J Korean Bone Joint Tumor Soc.  2014 Jun;20(1):32-35. 10.5292/jkbjts.2014.20.1.32.

Rosai-Dorfman Disease as a Solitary Lesion of the Tibia

Affiliations
  • 1Department of Orthopedic Surgery, Korea Cancer Center Hospital, Seoul, Korea. chowanda@naver.com
  • 2Department of Pathology, Korea Cancer Center Hospital, Seoul, Korea.

Abstract

Rosai-Dorfman disease (RDD) is an idiopathic histioproliferative disorder of lymph node and extranodal site. Bone involvement is very rare. We report a case of extranodal RDD of the tibia in 32-year old male. The patient presented with pain with no evidence of lymphadenopathy. Clinico-radiologic diagnosis was metastatic carcinoma or Langerhans cell histiocytosis, but, histopathologic examination confirmed the diagnosis with RDD. We performed curettage on the osteolytic lesion of tibia. In South Korea, there was no report about RDD of the extremity and we want to report this case with review of the literature.

Keyword

Rosai-dorfman disease; bone; tibia

MeSH Terms

Curettage
Diagnosis
Extremities
Histiocytosis, Langerhans-Cell
Histiocytosis, Sinus*
Humans
Korea
Lymph Nodes
Lymphatic Diseases
Male
Tibia*

Figure

  • Figure 1. Anteroposterior view (A) & lateral view (B) of plain radiographs of left tibia show osteolytic bony lesion with endosteal scalloping.
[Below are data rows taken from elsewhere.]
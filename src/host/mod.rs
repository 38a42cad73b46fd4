//! Lifecycle of a single compute host.
//!
//! [`HostController`] launches the instance, drives start/stop/terminate
//! through optimistic local states, and settles those states against the
//! provider's wait primitive. A host's [`SettleGuard`] keeps two settle
//! routines from blocking on the same instance.
//!
//! [`SettleGuard`]: crate::model::SettleGuard

mod command;
mod sync;

use tracing::{debug, info, warn};

use crate::compute::{
    LaunchSpec, Region, RemoteCompute, TAG_ID, TAG_NAME, TAG_NETWORK_ID, TAG_SECURITY_GROUP_ID,
    Tag,
};
use crate::config::FleetConfig;
use crate::fault::{Fault, Phase, PhaseFault};
use crate::model::{DesiredState, Host, InstanceState, SecurityGroup};

pub use command::{CommandOutcome, StreamEvent};
pub use sync::SyncReport;

fn host_label(host: &Host) -> String {
    if host.id.is_empty() {
        host.name.clone()
    } else {
        host.id.clone()
    }
}

fn require_region(host: &Host) -> Result<Region, Fault> {
    host.region.clone().ok_or_else(|| Fault::MissingPrecondition {
        entity_id: host_label(host),
        field: "region",
    })
}

fn require_instance(host: &Host) -> Result<String, Fault> {
    host.instance_id
        .clone()
        .ok_or_else(|| Fault::MissingPrecondition {
            entity_id: host_label(host),
            field: "instance_id",
        })
}

/// Drives one host against the compute provider.
#[derive(Debug)]
pub struct HostController<'a, C: ?Sized> {
    compute: &'a C,
    config: &'a FleetConfig,
}

impl<'a, C: RemoteCompute + ?Sized> HostController<'a, C> {
    /// Borrows the compute capability and configuration.
    #[must_use]
    pub const fn new(compute: &'a C, config: &'a FleetConfig) -> Self {
        Self { compute, config }
    }

    /// Launches the instance, attaches the execution profile, and settles
    /// the host into `Running`.
    ///
    /// # Errors
    ///
    /// Returns a [`Phase::HostCreate`] fault for missing preconditions or a
    /// failed launch, and a [`Phase::ProfileAttach`] fault when the
    /// instance never becomes attachable.
    pub async fn create(&self, host: &mut Host, group: &SecurityGroup) -> Result<(), PhaseFault> {
        let launch = |fault: Fault| fault.in_phase(Phase::HostCreate);
        if host.id.trim().is_empty() {
            return Err(launch(Fault::MissingPrecondition {
                entity_id: host.name.clone(),
                field: "id",
            }));
        }
        let region = require_region(host).map_err(launch)?;
        let group_id = group
            .real_group(&region)
            .ok_or_else(|| Fault::MissingPrecondition {
                entity_id: host.id.clone(),
                field: "security_group",
            })
            .map_err(launch)?
            .to_owned();
        let image_id = self.resolve_image(host, &region).await.map_err(launch)?;

        let mut tags = vec![Tag::new(TAG_NAME, &host.name)];
        if let Some(network_id) = &host.network_id {
            tags.push(Tag::new(TAG_NETWORK_ID, network_id));
        }
        tags.push(Tag::new(TAG_SECURITY_GROUP_ID, &group.id));
        tags.push(Tag::new(TAG_ID, &host.id));
        let spec = LaunchSpec {
            image_id,
            size: host.size,
            key_name: self.config.key_name.clone(),
            security_group_ids: vec![group_id],
            tags,
            user_data: host.user_data(),
            availability_zone: host.availability_zone.clone(),
        };

        let instance_id = self
            .compute
            .run_instance(&region, &spec)
            .await
            .map_err(|err| launch(Fault::remote(&host.id, err)))?;
        info!(host_id = %host.id, region = %region, instance_id = %instance_id, "instance launched");
        host.instance_id = Some(instance_id.clone());
        host.security_group_id = Some(group.id.clone());
        host.state = Some(InstanceState::Pending);

        let attach = |err| Fault::remote(&host.id, err).in_phase(Phase::ProfileAttach);
        self.compute
            .wait_for_instance_state(&region, &instance_id, InstanceState::Running)
            .await
            .map_err(attach)?;
        self.compute
            .attach_instance_profile(&region, &instance_id, &self.config.instance_profile_name)
            .await
            .map_err(attach)?;
        debug!(host_id = %host.id, profile = %self.config.instance_profile_name, "instance profile attached");

        self.manage_state(host).await.map_err(launch)
    }

    async fn resolve_image(&self, host: &mut Host, region: &Region) -> Result<String, Fault> {
        if let Some(image_id) = &host.image_id {
            return Ok(image_id.clone());
        }
        let image_id = self
            .compute
            .describe_image(region, &self.config.image_name)
            .await
            .map_err(|err| Fault::remote(&host.id, err))?
            .ok_or_else(|| Fault::MissingPrecondition {
                entity_id: host.id.clone(),
                field: "image",
            })?;
        debug!(host_id = %host.id, image_id = %image_id, "image resolved");
        host.image_id = Some(image_id.clone());
        Ok(image_id)
    }

    /// Requests a state change. Faults are logged and swallowed; the
    /// outcome is observed through synchronisation.
    pub async fn change_state(&self, host: &mut Host, desired: DesiredState) {
        let result = match desired {
            DesiredState::Running => self.turn_on(host).await,
            DesiredState::Stopped => self.turn_off(host).await,
            DesiredState::Terminated => self.terminate(host).await,
        };
        if let Err(fault) = result {
            warn!(host_id = %host.id, desired = ?desired, code = fault.code(), error = %fault, "state change failed");
        }
    }

    /// Starts the instance and settles it into `Running`.
    ///
    /// # Errors
    ///
    /// Returns a fault when the host has no instance or the provider fails.
    pub async fn turn_on(&self, host: &mut Host) -> Result<(), Fault> {
        let region = require_region(host)?;
        let instance_id = require_instance(host)?;
        host.state = Some(InstanceState::Pending);
        self.compute
            .start_instance(&region, &instance_id)
            .await
            .map_err(|err| Fault::remote(&host.id, err))?;
        self.manage_state(host).await
    }

    /// Stops the instance and settles it into `Stopped`.
    ///
    /// # Errors
    ///
    /// Returns a fault when the host has no instance or the provider fails.
    pub async fn turn_off(&self, host: &mut Host) -> Result<(), Fault> {
        let region = require_region(host)?;
        let instance_id = require_instance(host)?;
        host.state = Some(InstanceState::Stopping);
        self.compute
            .stop_instance(&region, &instance_id)
            .await
            .map_err(|err| Fault::remote(&host.id, err))?;
        self.manage_state(host).await
    }

    /// Terminates the instance and settles it into `Terminated`.
    ///
    /// A host whose instance id was lost is re-discovered through its `Id`
    /// tag; a host that never launched, or has no region to launch in, is
    /// left untouched.
    ///
    /// # Errors
    ///
    /// Returns a fault when the provider fails.
    pub async fn terminate(&self, host: &mut Host) -> Result<(), Fault> {
        if host.instance_id.is_none() && host.region.is_none() {
            debug!(host_id = %host.id, "never launched; nothing to terminate");
            return Ok(());
        }
        let region = require_region(host)?;
        if host.instance_id.is_none() {
            match self.locate(host, &region).await? {
                Some(found) => {
                    warn!(host_id = %host.id, instance_id = %found.instance_id, "re-discovered instance by tag");
                    host.instance_id = Some(found.instance_id);
                }
                None => {
                    debug!(host_id = %host.id, "no instance to terminate");
                    return Ok(());
                }
            }
        }
        let instance_id = require_instance(host)?;
        host.state = Some(InstanceState::ShuttingDown);
        match self.compute.terminate_instance(&region, &instance_id).await {
            Ok(()) => {}
            Err(err) if err.is_not_found() => {
                warn!(host_id = %host.id, instance_id = %instance_id, "instance already gone");
                host.state = Some(InstanceState::Terminated);
                return Ok(());
            }
            Err(err) => return Err(Fault::remote(&host.id, err)),
        }
        info!(host_id = %host.id, instance_id = %instance_id, "termination requested");
        self.manage_state(host).await
    }

    /// Settles a transitional state.
    ///
    /// Returns at once when the host has no instance, the instance no
    /// longer exists, or another settle already holds the host's guard.
    /// Otherwise waits until the provider reports the state the local
    /// optimistic state settles into, then commits it.
    ///
    /// # Errors
    ///
    /// Returns a fault when the existence check or the wait fails.
    pub async fn manage_state(&self, host: &mut Host) -> Result<(), Fault> {
        let Some(instance_id) = host.instance_id.clone() else {
            debug!(host_id = %host.id, "nothing to settle without an instance");
            return Ok(());
        };
        let region = require_region(host)?;
        let Some(live) = self
            .compute
            .describe_instance(&region, &instance_id)
            .await
            .map_err(|err| Fault::remote(&host.id, err))?
        else {
            warn!(host_id = %host.id, instance_id = %instance_id, "instance vanished before settling");
            return Ok(());
        };
        let Some(_permit) = host.settle_guard().try_acquire() else {
            debug!(host_id = %host.id, "settle already in progress");
            return Ok(());
        };

        let target = host
            .state
            .and_then(InstanceState::settles_into)
            .or_else(|| live.state.and_then(InstanceState::settles_into));
        let Some(target) = target else {
            if live.state.is_some() {
                host.state = live.state;
            }
            return Ok(());
        };

        self.compute
            .wait_for_instance_state(&region, &instance_id, target)
            .await
            .map_err(|err| Fault::remote(&host.id, err))?;
        host.state = Some(target);
        info!(host_id = %host.id, state = %target, "host settled");
        Ok(())
    }

    /// Waits until the instance reports `target`. A host without an
    /// instance, or whose instance is gone, is already there.
    ///
    /// # Errors
    ///
    /// Returns a fault when the provider fails.
    pub async fn wait_for_state(&self, host: &mut Host, target: InstanceState) -> Result<(), Fault> {
        let Some(instance_id) = host.instance_id.clone() else {
            return Ok(());
        };
        let region = require_region(host)?;
        let exists = self
            .compute
            .describe_instance(&region, &instance_id)
            .await
            .map_err(|err| Fault::remote(&host.id, err))?
            .is_some();
        if exists {
            self.compute
                .wait_for_instance_state(&region, &instance_id, target)
                .await
                .map_err(|err| Fault::remote(&host.id, err))?;
        }
        host.state = Some(target);
        Ok(())
    }
}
  • Figure 2. (A) Sagittal T1-weigthed MR image of lower leg shows bony lesion with low signal intensity. (B) Coronal T2-weighted MR image shows bony lesion with low to intermediate signal intensity.

  • Figure 3. Preoperative bone scan shows increased uptake of left tibia mid-shaft. There is no abnormal uptake except left tibia.

  • Figure 4. (A) H&E staining shows large, pale histiocytes with emperiopolesis (×200). (B) Immunohistochemistry staining shows that these histiocytes are positive for S-100 protein (×200).